The problem? Most of those places were at private companies, not government agencies. Though they all worked with the federal government, they weren’t feds in the proper sense.
Although there have been 5,315,299 CAC cards issued as of September 2013 — 96 percent of the federal workforce — they aren’t a requirement for network access at most agencies.
I suppose for an unfunded mandate, getting the cards out the door is a pretty big deal. The cards also expire and need to be re-issued. People get promoted or leave government service or are newly hired — all events that are supposed to trigger new cards — so 96 percent is pretty incredible. But the mandate was designed to make computer networks in government more secure. And just having a card with credentials hanging around an employee’s neck doesn’t do that.
On page 27 of the latest HSPD-12 report, the actual percentages of agencies that require smartcards for network access is broken down, and the numbers are not that great. DOD has the highest percentage of its users logging into its networks using a smartcard at 89 percent. That is followed by the Social Security Administration at 85 percent. The Education Department, the General Services Administration and Health and Human Services Department are close behind, all with 65 percent.

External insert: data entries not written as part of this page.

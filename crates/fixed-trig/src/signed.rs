// SPDX-License-Identifier: Apache-2.0
// © James Ross Ω FLYING•ROBOTS <https://github.com/flyingrobots>
//! Signed-angle entry points.
//!
//! Exact symmetry is enforced by reducing `|angle|` and applying the sign at
//! the end. Reducing a negative angle directly would land near the top of the
//! turn, take a different interpolation path, and break `sin(-x) == -sin(x)`
//! by a few units.

use crate::trig::{cos, sin};

/// Sine of a signed `angle` (radians × `10^18`), scaled by `10^18`.
///
/// `sin_signed(-x) == -sin_signed(x)` holds bit-for-bit.
pub fn sin_signed(angle: i128) -> i128 {
    let s = sin(angle.unsigned_abs());
    if angle.is_negative() {
        -s
    } else {
        s
    }
}

/// Cosine of a signed `angle` (radians × `10^18`), scaled by `10^18`.
///
/// `cos_signed(-x) == cos_signed(x)` holds bit-for-bit.
pub fn cos_signed(angle: i128) -> i128 {
    cos(angle.unsigned_abs())
}
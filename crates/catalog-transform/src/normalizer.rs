//! Per-record normalization.
//!
//! Collapses a multi-valued [`RawRecord`] into a [`NormalizedPresentation`]:
//! single-valued fields keep their first capture, subjects keep every capture,
//! and description fragments are joined. A record without a usable
//! presentation or course identifier is discarded; an unparseable date only
//! drops that field.

use catalog_model::{NormalizedPresentation, RawRecord, fields};
use tracing::warn;

use crate::error::{FieldIssue, NormalizeError};
use crate::normalization::datetime::to_utc_timestamp;
use crate::normalization::identifier::extract_identifier;
use crate::options::NormalizeOptions;

/// A normalized presentation plus the fields dropped on the way.
#[derive(Debug, Clone, PartialEq, Eq)]
pub struct Normalized {
    pub presentation: NormalizedPresentation,
    pub issues: Vec<FieldIssue>,
}

/// Record normalizer bound to one set of options.
#[derive(Debug, Clone, Default)]
pub struct Normalizer {
    options: NormalizeOptions,
}

impl Normalizer {
    pub fn new(options: NormalizeOptions) -> Self {
        Self { options }
    }

    pub fn options(&self) -> &NormalizeOptions {
        &self.options
    }

    pub fn normalize(&self, record: &RawRecord) -> Result<Normalized, NormalizeError> {
        let base = self.options.identifier_base.as_str();

        let presentation_ids = record.values(fields::PRESENTATION_IDENTIFIER);
        let presentation_identifier = extract_identifier(presentation_ids, base).ok_or_else(
            || NormalizeError::MissingPresentationIdentifier {
                values: presentation_ids.to_vec(),
            },
        )?;
        let course_identifier = identifier_or_first(record, fields::COURSE_IDENTIFIER, base)
            .ok_or(NormalizeError::MissingCourseIdentifier)?;

        let mut presentation =
            NormalizedPresentation::new(course_identifier, presentation_identifier);
        presentation.course_title = first(record, fields::COURSE_TITLE);
        presentation.course_description = joined(record, fields::COURSE_DESCRIPTION);
        presentation.course_subjects = record.values(fields::COURSE_SUBJECT).to_vec();

        presentation.provider_identifier =
            identifier_or_first(record, fields::PROVIDER_IDENTIFIER, base);
        presentation.provider_title = first(record, fields::PROVIDER_TITLE);

        presentation.presentation_title = first(record, fields::PRESENTATION_TITLE);
        presentation.presentation_booking_endpoint =
            first(record, fields::PRESENTATION_BOOKING_ENDPOINT);
        presentation.presentation_apply_to = first(record, fields::PRESENTATION_APPLY_TO);
        presentation.presentation_member_apply_to =
            first(record, fields::PRESENTATION_MEMBER_APPLY_TO);
        presentation.presentation_attendance_mode =
            first(record, fields::PRESENTATION_ATTENDANCE_MODE);
        presentation.presentation_attendance_pattern =
            first(record, fields::PRESENTATION_ATTENDANCE_PATTERN);
        presentation.presentation_study_mode = first(record, fields::PRESENTATION_STUDY_MODE);
        presentation.presentation_places = first(record, fields::PRESENTATION_PLACES);
        presentation.presentation_venue_identifier =
            first(record, fields::PRESENTATION_VENUE_IDENTIFIER);

        let mut issues = Vec::new();
        let id = presentation.presentation_identifier.clone();
        let mut date = |field: &str| timestamp(record, field, &id, &mut issues);
        presentation.presentation_start = date(fields::PRESENTATION_START);
        presentation.presentation_end = date(fields::PRESENTATION_END);
        presentation.presentation_apply_from = date(fields::PRESENTATION_APPLY_FROM);
        presentation.presentation_apply_until = date(fields::PRESENTATION_APPLY_UNTIL);

        for (key, values) in record.iter() {
            if fields::is_known(key) {
                continue;
            }
            if let Some(value) = values.first() {
                presentation.extra.insert(key.to_string(), value.clone());
            }
        }

        Ok(Normalized {
            presentation,
            issues,
        })
    }
}

/// Normalize one record with the given options.
pub fn normalize(
    record: &RawRecord,
    options: &NormalizeOptions,
) -> Result<Normalized, NormalizeError> {
    Normalizer::new(options.clone()).normalize(record)
}

fn first(record: &RawRecord, field: &str) -> Option<String> {
    record.first(field).map(str::to_string)
}

fn joined(record: &RawRecord, field: &str) -> Option<String> {
    let values = record.values(field);
    (!values.is_empty()).then(|| values.join(" "))
}

/// URI-derived identifier, falling back to the first raw value.
fn identifier_or_first(record: &RawRecord, field: &str, base: &str) -> Option<String> {
    let values = record.values(field);
    extract_identifier(values, base).or_else(|| values.first().cloned())
}

fn timestamp(
    record: &RawRecord,
    field: &str,
    presentation: &str,
    issues: &mut Vec<FieldIssue>,
) -> Option<String> {
    let value = record.first(field)?;
    let normalized = to_utc_timestamp(value);
    if normalized.is_none() {
        warn!(presentation, field, value, "dropping unparseable date");
        issues.push(FieldIssue {
            field: field.to_string(),
            value: value.to_string(),
        });
    }
    normalized
}

#[cfg(test)]
mod tests {
    use super::*;

    fn record(pairs: &[(&str, &str)]) -> RawRecord {
        pairs.iter().copied().collect()
    }

    #[test]
    fn course_identifier_falls_back_to_the_raw_value() {
        let raw = record(&[
            (fields::COURSE_IDENTIFIER, "TDAE"),
            (
                fields::PRESENTATION_IDENTIFIER,
                "https://course.data.ox.ac.uk/id/itlp/presentation/TDAE-1",
            ),
        ]);
        let normalized = Normalizer::default().normalize(&raw).expect("normalized");
        assert_eq!(normalized.presentation.course_identifier, "TDAE");
        assert_eq!(
            normalized.presentation.presentation_identifier,
            "itlp-presentation-TDAE-1"
        );
        assert_eq!(normalized.presentation.provider_identifier, None);
    }

    #[test]
    fn missing_course_is_a_discard() {
        let raw = record(&[(
            fields::PRESENTATION_IDENTIFIER,
            "https://course.data.ox.ac.uk/id/itlp/presentation/TDAE-1",
        )]);
        let err = Normalizer::default().normalize(&raw).expect_err("discard");
        assert_eq!(err, NormalizeError::MissingCourseIdentifier);
        assert_eq!(err.reason(), "missing_course_identifier");
    }
}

But it goes downhill from there. The Department of Homeland Security, whose name is mentioned in the directive, is only at 30 percent. And that is pretty good compared to most others. Agencies like the Department of Veterans Affairs, the Energy Department, the Transportation Department and the Treasury Department — all groups who do important work with sensitive information — were below 10 percent adoption rates. The State Department was at an embarrassing 1 percent, but at least they’ve gotten started. The Department of Housing and Urban Development, the Nuclear Regulatory Commission, the National Science Foundation, the Environmental Protection Agency, the Office of Personnel Management, the Labor Department and the United States Agency for International Development are at 0 percent usage ten years after the mandate and after issuing millions of cards.
Wasn’t the entire point of issuing the PIV and CAC cards to provide more secure, two factor authentication for government networks?
There is speculation that new technologies like being able to input PIV data to smartphones or adding biometric credentials to networks might make the existing token-based system obsolete. But for right now, it’s what we have and should be used as intended. Even if a new authentication technology comes into favor and gets approved by the National Institute of Standards and Technology, how long would it take to implement?
The government has done most of the hard part, getting millions of cards into the hands of feds. It shouldn’t take another ten years to tie those cards back to government network access.